В боях на Курской дуге, где немцам был нанесен решительный удар, Гизис был тяжело ранен и отправлен в госпиталь. Его крепкий организм выдержал несколько операций, и после излечения Гизис вернулся в свою часть, когда она действовала уже на Украине. Центральный фронт был переименован в 1-й Украинский фронт. Нахман Гизис оказался на Подоле, неподалеку от своего родного местечка Меджибож.

Случилось так, что в расположение части, в которой служил Гизис, для вручения воинам орденов и медалей прибыл командующий армией генерал Чуйков. Сержант Нахман Гизис, принимая орден Славы III степени, обратился к командующему армией с просьбой разрешить ему отправиться в только что освобожденный Меджибож, откуда он родом и где оставил многочисленную родню.

Генерал Чуйков пристально всмотрелся в знакомое лицо сержанта и спросил:

– Скажи-ка, это не ты со своими ребятами охранял мой КП в Сталинграде?

– Так точно, товарищ гвардии генерал! – ответил Гизис.

– Раз так, гвардии сержант, разрешаю тебе, – ответил с улыбкой генерал. – Но не забудь, что должен вернуться к нам.
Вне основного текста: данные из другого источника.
//! Purpose: JSON-lines record streams on top of a `Marshaller`.
//! Exports: `ErrorPolicy`, `StreamOutcome`, `LoadedRecord`, `write_jsonl`, `read_jsonl`.
//! Role: Boundary helpers for callers that persist one `Json` document per line.
//! Invariants: Written lines keep codec key order; one document per line, `\n`-terminated.
//! Invariants: Skip mode only continues at line boundaries and logs every skipped record.
//! Invariants: Blank lines are ignored and do not count as records.
use std::io::{self, BufRead, Write};

use crate::api::marshaller::Marshaller;
use crate::core::error::{Error, ErrorKind};
use crate::core::value::Value;
use crate::json::{Json, parse};

#[derive(Copy, Clone, Debug, Eq, PartialEq)]
pub enum ErrorPolicy {
    Stop,
    Skip,
}

#[derive(Copy, Clone, Debug, Default, Eq, PartialEq)]
pub struct StreamOutcome {
    pub records_total: u64,
    pub ok: u64,
    pub failed: u64,
}

/// A successfully loaded line: the parsed document and the value decoded from it.
#[derive(Clone, Debug)]
pub struct LoadedRecord {
    pub line: u64,
    pub json: Json,
    pub value: Value,
}

fn io_error(err: io::Error, message: &str) -> Error {
    Error::new(ErrorKind::Io)
        .with_message(message)
        .with_source(err)
}

pub fn write_jsonl<'a, W, I>(marshaller: &Marshaller, values: I, mut writer: W) -> Result<u64, Error>
where
    W: Write,
    I: IntoIterator<Item = &'a Value>,
{
    let mut written = 0u64;
    for value in values {
        let line = written + 1;
        let json = marshaller.dump(value).map_err(|err| err.with_line(line))?;
        let bytes = parse::to_vec(&json).map_err(|err| {
            Error::new(ErrorKind::Internal)
                .with_message("failed to encode record")
                .with_source(err)
                .with_line(line)
        })?;
        writer
            .write_all(&bytes)
            .and_then(|_| writer.write_all(b"\n"))
            .map_err(|err| io_error(err, "failed to write record"))?;
        written += 1;
    }
    writer
        .flush()
        .map_err(|err| io_error(err, "failed to flush records"))?;
    Ok(written)
}

pub fn read_jsonl<R, F>(
    marshaller: &Marshaller,
    reader: R,
    policy: ErrorPolicy,
    mut on_record: F,
) -> Result<StreamOutcome, Error>
where
    R: BufRead,
    F: FnMut(LoadedRecord) -> Result<(), Error>,
{
    let mut outcome = StreamOutcome::default();
    for (idx, chunk) in reader.split(b'\n').enumerate() {
        let line = idx as u64 + 1;
        let mut bytes = chunk.map_err(|err| io_error(err, "failed to read records"))?;
        if bytes.last() == Some(&b'\r') {
            bytes.pop();
        }
        if bytes.iter().all(|byte| byte.is_ascii_whitespace()) {
            continue;
        }
        outcome.records_total += 1;

        let loaded = parse::from_slice(&bytes)
            .map_err(|err| {
                let hint = parse::hint_for_error(&err, "jsonl record");
                Error::new(ErrorKind::Parse)
                    .with_message("record is not valid JSON")
                    .with_hint(hint)
                    .with_source(err)
            })
            .and_then(|json| marshaller.load(&json).map(|value| (json, value)))
            .map_err(|err| err.with_line(line));

        match loaded {
            Ok((json, value)) => {
                on_record(LoadedRecord { line, json, value })?;
                outcome.ok += 1;
            }
            Err(err) => match policy {
                ErrorPolicy::Stop => return Err(err),
                ErrorPolicy::Skip => {
                    tracing::warn!(line, kind = ?err.kind(), error = %err, "skipping record");
                    outcome.failed += 1;
                }
            },
        }
    }
    Ok(outcome)
}
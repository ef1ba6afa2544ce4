//! Purpose: Hold top-level CLI command dispatch for `cachew-marshal`.
//! Exports: `dispatch_command`.
//! Role: Keep `main.rs` focused on parse/bootstrap and delegate command execution.
//! Invariants: `check` never writes records; `normalize` writes only re-dumped records.
//! Invariants: Helpers in `main.rs` remain the source of I/O and error shaping.

use std::io::BufWriter;

use cachew_marshal::api::stream::{LoadedRecord, read_jsonl};
use cachew_marshal::json::parse;

use super::*;

pub(super) fn dispatch_command(command: Command, options: &MarshalOptions) -> Result<RunOutcome, Error> {
    match command {
        Command::Completion { shell } => {
            let mut cmd = Cli::command();
            clap_complete::aot::generate(shell, &mut cmd, "cachew-marshal", &mut io::stdout());
            Ok(RunOutcome::ok())
        }
        Command::Version => {
            emit_json(json!({
                "name": env!("CARGO_PKG_NAME"),
                "version": env!("CARGO_PKG_VERSION"),
            }))?;
            Ok(RunOutcome::ok())
        }
        Command::Describe { schema } => {
            let marshaller = load_marshaller(&schema, options)?;
            let compiled = marshaller.schema();
            let unions = compiled
                .unions()
                .into_iter()
                .map(|(name, tags)| json!({ "name": name, "tags": tags }))
                .collect::<Vec<_>>();
            emit_json(json!({
                "canonical": compiled.canonical(),
                "fingerprint": compiled.fingerprint(),
                "unions": unions,
            }))?;
            Ok(RunOutcome::ok())
        }
        Command::Check {
            schema,
            input,
            errors,
        } => {
            let marshaller = load_marshaller(&schema, options)?;
            let reader = open_input(input.as_deref())?;
            let mut noncanonical = 0u64;
            let outcome = read_jsonl(&marshaller, reader, errors.into(), |record| {
                let (canonical, original) = redump(&marshaller, &record)?;
                if canonical != original {
                    tracing::debug!(line = record.line, "record is not in canonical form");
                    noncanonical += 1;
                }
                Ok(())
            })?;
            tracing::info!(
                records_total = outcome.records_total,
                ok = outcome.ok,
                failed = outcome.failed,
                noncanonical,
                "check finished"
            );
            emit_json(json!({
                "fingerprint": marshaller.fingerprint(),
                "records_total": outcome.records_total,
                "ok": outcome.ok,
                "failed": outcome.failed,
                "noncanonical": noncanonical,
            }))?;
            let exit_code = if outcome.failed > 0 || noncanonical > 0 {
                CHECK_FAILED_EXIT
            } else {
                0
            };
            Ok(RunOutcome::with_code(exit_code))
        }
        Command::Normalize {
            schema,
            input,
            errors,
        } => {
            let marshaller = load_marshaller(&schema, options)?;
            let reader = open_input(input.as_deref())?;
            let mut out = BufWriter::new(io::stdout().lock());
            let outcome = read_jsonl(&marshaller, reader, errors.into(), |record| {
                let (canonical, _) = redump(&marshaller, &record)?;
                out.write_all(&canonical)
                    .and_then(|_| out.write_all(b"\n"))
                    .map_err(|err| {
                        Error::new(ErrorKind::Io)
                            .with_message("failed to write record")
                            .with_source(err)
                            .with_line(record.line)
                    })
            })?;
            out.flush().map_err(|err| {
                Error::new(ErrorKind::Io)
                    .with_message("failed to flush output")
                    .with_source(err)
            })?;
            tracing::info!(
                records_total = outcome.records_total,
                written = outcome.ok,
                failed = outcome.failed,
                "normalize finished"
            );
            Ok(RunOutcome::ok())
        }
    }
}

/// Re-dumps a loaded record, returning `(canonical, original)` encodings.
fn redump(marshaller: &Marshaller, record: &LoadedRecord) -> Result<(Vec<u8>, Vec<u8>), Error> {
    let encode = |json: &Value| {
        parse::to_vec(json).map_err(|err| {
            Error::new(ErrorKind::Internal)
                .with_message("failed to encode record")
                .with_source(err)
                .with_line(record.line)
        })
    };
    let dumped = marshaller
        .dump(&record.value)
        .map_err(|err| err.with_line(record.line))?;
    Ok((encode(&dumped)?, encode(&record.json)?))
}
//! Purpose: Marshaller handles that own one compiled schema each.
//! Exports: `Marshaller`, `TypedMarshaller`.
//! Role: Construct once per record type, then `dump`/`load` any number of values.
//! Invariants: Stateless across calls; the compiled schema is never mutated.
//! Invariants: A failed call returns an error and no partial output.
use std::fmt;
use std::marker::PhantomData;

use crate::api::marshal::Marshal;
use crate::core::desc::TypeDesc;
use crate::core::error::Error;
use crate::core::schema::{MarshalOptions, Schema, compile};
use crate::core::value::Value;
use crate::json::Json;

#[derive(Debug)]
pub struct Marshaller {
    schema: Schema,
}

impl Marshaller {
    pub fn new(desc: &TypeDesc) -> Result<Self, Error> {
        Self::with_options(desc, &MarshalOptions::default())
    }

    pub fn with_options(desc: &TypeDesc, options: &MarshalOptions) -> Result<Self, Error> {
        Ok(Self {
            schema: compile(desc, options)?,
        })
    }

    pub fn schema(&self) -> &Schema {
        &self.schema
    }

    pub fn fingerprint(&self) -> &str {
        self.schema.fingerprint()
    }

    pub fn dump(&self, value: &Value) -> Result<Json, Error> {
        self.schema.dump(value)
    }

    pub fn load(&self, json: &Json) -> Result<Value, Error> {
        self.schema.load(json)
    }
}

/// Marshaller for a Rust type implementing [`Marshal`].
pub struct TypedMarshaller<T> {
    inner: Marshaller,
    _marker: PhantomData<fn() -> T>,
}

impl<T: Marshal> TypedMarshaller<T> {
    pub fn new() -> Result<Self, Error> {
        Self::with_options(&MarshalOptions::default())
    }

    pub fn with_options(options: &MarshalOptions) -> Result<Self, Error> {
        Ok(Self {
            inner: Marshaller::with_options(&T::type_desc(), options)?,
            _marker: PhantomData,
        })
    }

    pub fn untyped(&self) -> &Marshaller {
        &self.inner
    }

    pub fn fingerprint(&self) -> &str {
        self.inner.fingerprint()
    }

    pub fn dump(&self, value: &T) -> Result<Json, Error> {
        self.inner.dump(&value.to_value())
    }

    pub fn load(&self, json: &Json) -> Result<T, Error> {
        T::from_value(self.inner.load(json)?)
    }
}

impl<T> fmt::Debug for TypedMarshaller<T> {
    fn fmt(&self, f: &mut fmt::Formatter<'_>) -> fmt::Result {
        f.debug_struct("TypedMarshaller")
            .field("type", &std::any::type_name::<T>())
            .field("schema", &self.inner.schema().canonical())
            .finish()
    }
}

#[cfg(test)]
mod tests {
    use super::{Marshaller, TypedMarshaller};
    use crate::core::desc::TypeDesc;
    use crate::core::value::Value;
    use serde_json::json;

    #[test]
    fn marshaller_is_send_and_sync() {
        fn assert_send_sync<T: Send + Sync>() {}
        assert_send_sync::<Marshaller>();
        assert_send_sync::<TypedMarshaller<Vec<Option<i64>>>>();
    }

    #[test]
    fn typed_marshaller_wraps_std_types() {
        let marshaller = TypedMarshaller::<Vec<Option<i64>>>::new().unwrap();
        let values = vec![Some(1), None, Some(-7)];
        let json = marshaller.dump(&values).unwrap();
        assert_eq!(json, json!([1, null, -7]));
        assert_eq!(marshaller.load(&json).unwrap(), values);
    }

    #[test]
    fn shared_marshaller_serves_many_threads() {
        let marshaller = Marshaller::new(&TypeDesc::record("P", [("n", TypeDesc::int())])).unwrap();
        std::thread::scope(|scope| {
            for n in 0..4i64 {
                let marshaller = &marshaller;
                scope.spawn(move || {
                    let value = Value::record([("n", Value::Int(n))]);
                    let json = marshaller.dump(&value).unwrap();
                    assert_eq!(marshaller.load(&json).unwrap(), value);
                });
            }
        });
    }
}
Мы еще должны пройти большой путь до Берлина.

Нахман Гизис бегом пустился к шоссе, на попутных машинах добрался до Бута.

На сердце Нахмана было неспокойно: что ожидает его в местечке? Взбежал на мост, который только что восстановили саперы, и подбежал к месту, где когда-то стоял их дом. Горка глины и одна обгоревшая труба – вот и все, что осталось от него. Местечко превратилось в руины. Только крепость виднелась на возвышении, вся в пробоинах от снарядов.

С разбитым сердцем шагал Нахман по мертвому местечку, ища оставшихся в живых. Но напрасно. Только там, где когда-то был клуб, сохранился домик. Из трубы валил дым. Нахман направился туда.

Он приоткрыл дверь, шагнул через порог и увидел: за столом в полутемной комнате сидели, закутанные в тряпье, две женщины.

Одна из них, с заплаканными глазами, обратилась к нему:

– Вы, вероятно, голодны. Но у нас нет ничего. Вот, только кипяток. Может, выпьете?

Нахман почувствовал, что сердце его вот-вот остановится. В одной из них он узнал свою младшую сестру Дору. Она его не узнала. Сдерживая рыдания, он произнес:

– Дора, дорогая моя… Ты что, не узнаешь меня? Я – Нахман, Нахман…

Она растерялась, схватилась за сердце, не могла вымолвить и слова. Придя в себя, она воскликнула:

– Нахменька, это ты? Ты жив! – Подбежала к нему, обняла и стала целовать. – А я чудом осталась в живых. Добрые люди прятали от убийц.

Они направились к трем братским могилам, страшным могилам, где были похоронены три тысячи меджибожских евреев. Медленно подошли к ним; Нахман Гизис, видевший тысячи смертей, на войне ни разу не плакал. Здесь же он опустился на колени и громко зарыдал.

Дора рассказала ему о страшной трагедии. Об одном только она не смогла, не сумела рассказать: когда фашистские изверги узнали, что мать вырастила пятерых сыновей и все они ушли на фронт, убийцы выволокли мать из гетто и повесили ее на дереве в центре местечка.

Советская Армия продвигалась вперед по польской земле, освобождая города и села от немецких оккупантов. Только что освободили город Люблин. Недалеко от него находился лагерь смерти Майданек.

Нахман Гизис обратился к командиру дивизии с просьбой выделить его взводу еще несколько бойцов и с усиленным взводом на рассвете тропинками и перелесками направился к Майданеку.

Уже на значительном расстоянии от лагеря они почувствовали тошнотворный запах жженого мяса и костей. Трудно было дышать, тяжело было шагать по песчаным тропинкам. Но разведчики упорно продвигались вперед. Миновали высокие сосны, увидели проволочные заграждения, сторожевые вышки и высокую трубу, из которой валил тлетворный дым. Это работал крематорий.